## YOUR OBJECTIVE
Retype verbatim the lines of the listing, from the very first through the line with "and the replacement".
--
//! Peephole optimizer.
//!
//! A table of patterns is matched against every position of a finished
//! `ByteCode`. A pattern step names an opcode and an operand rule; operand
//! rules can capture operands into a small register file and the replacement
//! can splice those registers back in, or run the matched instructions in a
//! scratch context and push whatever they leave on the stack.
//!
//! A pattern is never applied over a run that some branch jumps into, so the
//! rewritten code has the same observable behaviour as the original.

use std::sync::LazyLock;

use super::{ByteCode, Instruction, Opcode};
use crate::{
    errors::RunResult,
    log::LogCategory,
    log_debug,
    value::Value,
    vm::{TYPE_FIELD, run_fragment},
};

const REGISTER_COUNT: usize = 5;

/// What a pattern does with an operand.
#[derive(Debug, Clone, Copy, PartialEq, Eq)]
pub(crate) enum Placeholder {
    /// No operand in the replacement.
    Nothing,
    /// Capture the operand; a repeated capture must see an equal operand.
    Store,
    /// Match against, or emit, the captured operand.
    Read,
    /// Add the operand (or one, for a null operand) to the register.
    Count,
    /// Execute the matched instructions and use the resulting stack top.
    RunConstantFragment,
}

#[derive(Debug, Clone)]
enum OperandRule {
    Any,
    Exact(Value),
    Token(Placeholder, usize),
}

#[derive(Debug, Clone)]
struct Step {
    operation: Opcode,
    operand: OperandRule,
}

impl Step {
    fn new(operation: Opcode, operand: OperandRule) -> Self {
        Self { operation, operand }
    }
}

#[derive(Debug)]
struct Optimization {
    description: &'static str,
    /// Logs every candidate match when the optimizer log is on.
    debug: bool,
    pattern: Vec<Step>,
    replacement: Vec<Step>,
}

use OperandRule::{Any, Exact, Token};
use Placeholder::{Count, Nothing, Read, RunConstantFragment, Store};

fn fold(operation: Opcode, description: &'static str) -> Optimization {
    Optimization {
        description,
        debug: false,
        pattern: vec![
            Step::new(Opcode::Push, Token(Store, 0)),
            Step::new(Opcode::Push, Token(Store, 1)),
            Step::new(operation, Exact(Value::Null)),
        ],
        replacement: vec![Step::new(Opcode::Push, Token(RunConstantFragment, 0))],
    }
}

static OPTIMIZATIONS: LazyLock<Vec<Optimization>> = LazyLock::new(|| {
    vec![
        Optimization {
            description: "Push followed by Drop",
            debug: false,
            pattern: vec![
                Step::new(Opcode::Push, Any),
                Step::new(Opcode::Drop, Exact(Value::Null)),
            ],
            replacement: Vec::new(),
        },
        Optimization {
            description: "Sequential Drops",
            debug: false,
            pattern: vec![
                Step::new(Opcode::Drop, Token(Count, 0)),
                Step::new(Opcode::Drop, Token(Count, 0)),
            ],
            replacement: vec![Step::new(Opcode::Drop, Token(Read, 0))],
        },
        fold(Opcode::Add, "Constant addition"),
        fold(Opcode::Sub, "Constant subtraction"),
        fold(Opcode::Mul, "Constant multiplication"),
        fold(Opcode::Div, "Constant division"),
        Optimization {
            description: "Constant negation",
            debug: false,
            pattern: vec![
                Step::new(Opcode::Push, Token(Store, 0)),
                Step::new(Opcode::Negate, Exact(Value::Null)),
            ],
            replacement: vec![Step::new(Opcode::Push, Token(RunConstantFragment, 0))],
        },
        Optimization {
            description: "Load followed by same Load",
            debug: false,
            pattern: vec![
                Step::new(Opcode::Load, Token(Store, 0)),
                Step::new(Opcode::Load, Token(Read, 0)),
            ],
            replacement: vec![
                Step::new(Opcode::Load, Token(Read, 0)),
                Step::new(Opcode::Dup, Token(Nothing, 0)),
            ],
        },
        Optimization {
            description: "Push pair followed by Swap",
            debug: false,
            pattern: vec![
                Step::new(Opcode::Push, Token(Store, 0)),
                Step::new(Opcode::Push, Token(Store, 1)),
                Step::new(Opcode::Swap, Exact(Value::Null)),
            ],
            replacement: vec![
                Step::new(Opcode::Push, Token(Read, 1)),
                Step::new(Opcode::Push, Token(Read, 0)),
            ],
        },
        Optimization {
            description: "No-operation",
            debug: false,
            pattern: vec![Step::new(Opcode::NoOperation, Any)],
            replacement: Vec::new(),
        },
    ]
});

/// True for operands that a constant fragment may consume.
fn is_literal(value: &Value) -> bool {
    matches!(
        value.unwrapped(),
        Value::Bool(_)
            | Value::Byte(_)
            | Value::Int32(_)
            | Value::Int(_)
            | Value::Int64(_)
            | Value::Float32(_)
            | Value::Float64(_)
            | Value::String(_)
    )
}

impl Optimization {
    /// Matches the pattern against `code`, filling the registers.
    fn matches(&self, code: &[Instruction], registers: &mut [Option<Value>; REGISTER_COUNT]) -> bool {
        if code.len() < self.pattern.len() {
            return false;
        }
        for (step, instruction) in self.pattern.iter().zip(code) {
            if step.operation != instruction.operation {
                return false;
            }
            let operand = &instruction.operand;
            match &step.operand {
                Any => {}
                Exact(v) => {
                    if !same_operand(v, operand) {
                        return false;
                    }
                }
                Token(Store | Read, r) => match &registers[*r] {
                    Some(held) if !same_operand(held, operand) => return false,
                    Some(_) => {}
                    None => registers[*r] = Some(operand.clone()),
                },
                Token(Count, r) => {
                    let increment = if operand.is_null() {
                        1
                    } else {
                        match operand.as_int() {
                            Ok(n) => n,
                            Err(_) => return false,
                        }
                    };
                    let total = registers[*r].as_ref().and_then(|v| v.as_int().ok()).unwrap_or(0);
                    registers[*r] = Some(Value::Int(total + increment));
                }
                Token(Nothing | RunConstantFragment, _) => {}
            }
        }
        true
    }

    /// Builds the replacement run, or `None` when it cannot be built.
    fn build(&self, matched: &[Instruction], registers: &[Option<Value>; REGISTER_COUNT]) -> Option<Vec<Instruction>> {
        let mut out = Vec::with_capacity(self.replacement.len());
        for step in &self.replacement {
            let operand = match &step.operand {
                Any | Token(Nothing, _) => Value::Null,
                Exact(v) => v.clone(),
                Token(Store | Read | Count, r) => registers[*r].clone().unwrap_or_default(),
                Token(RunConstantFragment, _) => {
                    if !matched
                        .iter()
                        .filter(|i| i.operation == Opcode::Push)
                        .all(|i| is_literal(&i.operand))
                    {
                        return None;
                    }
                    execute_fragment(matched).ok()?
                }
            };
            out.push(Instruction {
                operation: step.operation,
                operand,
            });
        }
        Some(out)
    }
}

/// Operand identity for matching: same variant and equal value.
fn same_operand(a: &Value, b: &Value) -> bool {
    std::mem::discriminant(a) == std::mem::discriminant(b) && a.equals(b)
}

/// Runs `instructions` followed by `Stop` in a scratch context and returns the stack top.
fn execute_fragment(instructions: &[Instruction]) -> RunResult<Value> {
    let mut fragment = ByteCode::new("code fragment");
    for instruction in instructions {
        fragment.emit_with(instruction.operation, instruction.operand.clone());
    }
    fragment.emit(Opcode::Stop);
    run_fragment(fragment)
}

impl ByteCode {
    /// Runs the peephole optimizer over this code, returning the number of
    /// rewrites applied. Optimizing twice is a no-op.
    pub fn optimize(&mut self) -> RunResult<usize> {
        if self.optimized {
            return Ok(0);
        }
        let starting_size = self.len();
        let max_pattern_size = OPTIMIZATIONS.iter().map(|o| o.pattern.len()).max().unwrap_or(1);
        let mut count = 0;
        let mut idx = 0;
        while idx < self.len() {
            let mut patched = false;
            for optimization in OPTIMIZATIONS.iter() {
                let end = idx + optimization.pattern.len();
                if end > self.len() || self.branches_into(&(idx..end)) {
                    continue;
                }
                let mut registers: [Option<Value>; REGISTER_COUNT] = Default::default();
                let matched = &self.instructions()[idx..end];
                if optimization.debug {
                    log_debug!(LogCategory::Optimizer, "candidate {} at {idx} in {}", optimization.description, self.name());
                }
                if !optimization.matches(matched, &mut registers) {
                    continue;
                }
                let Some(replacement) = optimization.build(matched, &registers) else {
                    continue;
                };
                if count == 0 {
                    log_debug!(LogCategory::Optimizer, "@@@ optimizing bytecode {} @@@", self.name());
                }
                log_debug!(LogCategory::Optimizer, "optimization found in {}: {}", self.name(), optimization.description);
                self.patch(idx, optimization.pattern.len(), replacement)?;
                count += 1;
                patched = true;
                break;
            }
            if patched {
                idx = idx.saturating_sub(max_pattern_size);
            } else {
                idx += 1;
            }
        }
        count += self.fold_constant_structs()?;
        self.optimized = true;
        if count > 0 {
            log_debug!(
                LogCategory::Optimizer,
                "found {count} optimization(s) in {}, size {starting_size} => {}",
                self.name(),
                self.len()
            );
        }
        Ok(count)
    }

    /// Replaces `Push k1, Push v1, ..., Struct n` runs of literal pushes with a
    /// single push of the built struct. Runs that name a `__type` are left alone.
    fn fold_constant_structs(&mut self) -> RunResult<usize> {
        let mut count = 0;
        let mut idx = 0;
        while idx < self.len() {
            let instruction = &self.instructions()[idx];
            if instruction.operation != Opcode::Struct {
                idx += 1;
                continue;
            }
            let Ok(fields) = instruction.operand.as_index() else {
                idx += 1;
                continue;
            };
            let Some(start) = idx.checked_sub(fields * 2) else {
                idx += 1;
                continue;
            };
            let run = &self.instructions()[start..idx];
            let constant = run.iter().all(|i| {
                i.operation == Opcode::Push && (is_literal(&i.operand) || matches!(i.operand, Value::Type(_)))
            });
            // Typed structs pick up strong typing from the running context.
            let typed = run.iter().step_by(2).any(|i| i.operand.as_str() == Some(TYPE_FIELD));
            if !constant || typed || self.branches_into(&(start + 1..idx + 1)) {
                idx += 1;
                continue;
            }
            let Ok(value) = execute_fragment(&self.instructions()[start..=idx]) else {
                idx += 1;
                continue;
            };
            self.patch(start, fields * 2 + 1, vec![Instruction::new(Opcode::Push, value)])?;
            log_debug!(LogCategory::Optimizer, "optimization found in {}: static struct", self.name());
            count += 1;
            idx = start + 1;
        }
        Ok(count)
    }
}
--
## RESULT
//! Peephole optimizer.
//!
//! A table of patterns is matched against every position of a finished
//! `ByteCode`. A pattern step names an opcode and an operand rule; operand
//! rules can capture operands into a small register file and the replacement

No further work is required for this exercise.